Tucker Katherine, Branson Janice, Dilleen Maria, Hollis Sally, Loughlin Paul, Nixon Mark J, Williams Zoë
Roche Products Ltd, 6 Falcon Way, Shire Park, Welwyn Garden City, AL7 1TW, UK.
Novartis Pharma AG, Basel, Switzerland.
BMC Med Res Methodol. 2016 Jul 8;16 Suppl 1(Suppl 1):77. doi: 10.1186/s12874-016-0169-4.
Greater transparency and, in particular, sharing of patient-level data for further scientific research is an increasingly important topic for the pharmaceutical industry and other organisations who sponsor and conduct clinical trials as well as generally in the interests of patients participating in studies. A concern remains, however, over how to appropriately prepare and share clinical trial data with third party researchers, whilst maintaining patient confidentiality. Clinical trial datasets contain very detailed information on each participant. Risk to patient privacy can be mitigated by data reduction techniques. However, retention of data utility is important in order to allow meaningful scientific research. In addition, for clinical trial data, an excessive application of such techniques may pose a public health risk if misleading results are produced. After considering existing guidance, this article makes recommendations with the aim of promoting an approach that balances data utility and privacy risk and is applicable across clinical trial data holders.
Our key recommendations are as follows: 1. Data anonymisation/de-identification: Data holders are responsible for generating de-identified datasets which are intended to offer increased protection for patient privacy through masking or generalisation of direct and some indirect identifiers. 2. Controlled access to data, including use of a data sharing agreement: A legally binding data sharing agreement should be in place, including agreements not to download or further share data and not to attempt to seek to identify patients. Appropriate levels of security should be used for transferring data or providing access; one solution is use of a secure 'locked box' system which provides additional safeguards. This article provides recommendations on best practices to de-identify/anonymise clinical trial data for sharing with third-party researchers, as well as controlled access to data and data sharing agreements. The recommendations are applicable to all clinical trial data holders. Further work will be needed to identify and evaluate competing possibilities as regulations, attitudes to risk and technologies evolve.

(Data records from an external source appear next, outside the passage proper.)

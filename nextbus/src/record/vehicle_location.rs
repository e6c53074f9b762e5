use super::feed_value;
use crate::util::{geo_utils, time_utils};
use chrono::{DateTime, Utc};
use geo::Point;
use itertools::Itertools;
use serde::{Deserialize, Serialize};
use serde_with::{serde_as, DefaultOnNull};
use std::fmt::Display;

/// vehicle positions reported since the requested time. unlike the other
/// responses this one is not wrapped in a named top-level key.
#[derive(Debug, Clone, Default, PartialEq, Serialize, Deserialize)]
#[serde(default, rename_all = "camelCase")]
pub struct VehicleLocations {
    #[serde(deserialize_with = "feed_value::record")]
    pub last_time: LastTime,
    #[serde(deserialize_with = "feed_value::list")]
    pub vehicle: Vec<VehicleLocation>,
}

impl Display for VehicleLocations {
    fn fmt(&self, f: &mut std::fmt::Formatter<'_>) -> std::fmt::Result {
        write!(
            f,
            "\n\t Vehicles: {}\n\t Last Update: {}",
            self.vehicle.iter().join(""),
            self.last_time
        )
    }
}

/// timestamp to send as the `t` parameter of the next poll
#[serde_as]
#[derive(Debug, Clone, Default, PartialEq, Serialize, Deserialize)]
#[serde(default)]
pub struct LastTime {
    #[serde_as(as = "DefaultOnNull")]
    pub time: String,
}

impl LastTime {
    pub fn time(&self) -> Option<DateTime<Utc>> {
        time_utils::parse_epoch_millis(&self.time)
    }
}

impl Display for LastTime {
    fn fmt(&self, f: &mut std::fmt::Formatter<'_>) -> std::fmt::Result {
        match self.time() {
            Some(t) => write!(f, "{}", t.to_rfc3339()),
            None => write!(f, "{}", self.time),
        }
    }
}

#[serde_as]
#[derive(Debug, Clone, Default, PartialEq, Serialize, Deserialize)]
#[serde(default, rename_all = "camelCase")]
pub struct VehicleLocation {
    #[serde_as(as = "DefaultOnNull")]
    pub id: String,
    #[serde_as(as = "DefaultOnNull")]
    pub route_tag: String,
    #[serde_as(as = "DefaultOnNull")]
    pub dir_tag: String,
    #[serde_as(as = "DefaultOnNull")]
    pub predictable: String,
    #[serde_as(as = "DefaultOnNull")]
    pub lon: String,
    #[serde_as(as = "DefaultOnNull")]
    pub lat: String,
    #[serde_as(as = "DefaultOnNull")]
    pub heading: String,
    #[serde_as(as = "DefaultOnNull")]
    pub secs_since_report: String,
    #[serde_as(as = "DefaultOnNull")]
    pub speed_km_hr: String,
}

impl VehicleLocation {
    pub fn point(&self) -> Option<Point<f64>> {
        geo_utils::parse_point(&self.lon, &self.lat)
    }

    pub fn is_predictable(&self) -> bool {
        self.predictable.eq_ignore_ascii_case("true")
    }

    /// heading in degrees clockwise from north. the feed reports negative
    /// headings when the direction is unknown.
    pub fn heading(&self) -> Option<f64> {
        self.heading
            .trim()
            .parse::<f64>()
            .ok()
            .filter(|h| (0.0..360.0).contains(h))
    }

    pub fn secs_since_report(&self) -> Option<u64> {
        self.secs_since_report.trim().parse().ok()
    }
}

impl Display for VehicleLocation {
    fn fmt(&self, f: &mut std::fmt::Formatter<'_>) -> std::fmt::Result {
        write!(
            f,
            "\n\t Vehicle ID: {} - Direction Tag: {}\n\t Route Tag: {} - Seconds Since: {}\n\t Lon: {} - Lat: {} - Heading: {}",
            self.id,
            self.dir_tag,
            self.route_tag,
            self.secs_since_report,
            self.lon,
            self.lat,
            self.heading
        )
    }
}

#[cfg(test)]
mod test {
    use super::VehicleLocations;

    #[test]
    fn test_vehicle_accessors() {
        let json = r#"{
            "lastTime": {"time": "1700000000000"},
            "vehicle": {"id": "4401", "routeTag": "510", "dirTag": "510_1_510", "predictable": "true",
                        "lon": "-79.3956", "lat": "43.6454", "heading": "-4", "secsSinceReport": "12"}
        }"#;
        let locations: VehicleLocations = serde_json::from_str(json).expect("should decode");
        assert_eq!(locations.vehicle.len(), 1);
        let vehicle = &locations.vehicle[0];
        assert!(vehicle.is_predictable());
        assert_eq!(vehicle.heading(), None);
        assert_eq!(vehicle.secs_since_report(), Some(12));
        assert_eq!(vehicle.point().map(|p| p.y()), Some(43.6454));
        assert_eq!(
            locations.last_time.time().map(|t| t.timestamp()),
            Some(1_700_000_000)
        );
        assert!(locations.to_string().contains("Vehicle ID: 4401"));
    }
}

更高的透明度,尤其是共享患者层面的数据以进行进一步的科学研究,对于制药行业以及其他赞助和开展临床试验的组织而言,是一个日益重要的话题,总体而言也符合参与研究的患者的利益。然而,如何在保持患者保密性的同时,适当地准备并与第三方研究人员共享临床试验数据,仍然是一个令人担忧的问题。临床试验数据集包含有关每个参与者的非常详细的信息。数据缩减技术可以减轻对患者隐私的风险。然而,保留数据效用对于进行有意义的科学研究很重要。此外,对于临床试验数据,如果产生误导性结果,过度应用此类技术可能会带来公共健康风险。在考虑现有指南后,本文提出了一些建议,旨在推广一种平衡数据效用和隐私风险且适用于所有临床试验数据持有者的方法。
我们的主要建议如下:1. 数据匿名化/去识别化:数据持有者有责任生成去识别化数据集,旨在通过屏蔽或泛化直接和一些间接标识符来增强对患者隐私的保护。2. 对数据的受控访问,包括使用数据共享协议:应制定具有法律约束力的数据共享协议,包括不下载或进一步共享数据以及不试图识别患者的协议。传输数据或提供访问时应使用适当级别的安全性;一种解决方案是使用安全的“锁定箱”系统,该系统提供额外的保障措施。本文提供了关于对临床试验数据进行去识别化/匿名化以与第三方研究人员共享的最佳实践建议,以及对数据的受控访问和数据共享协议。这些建议适用于所有临床试验数据持有者。随着法规、风险态度和技术的发展,需要进一步开展工作来识别和评估相互竞争的可能性。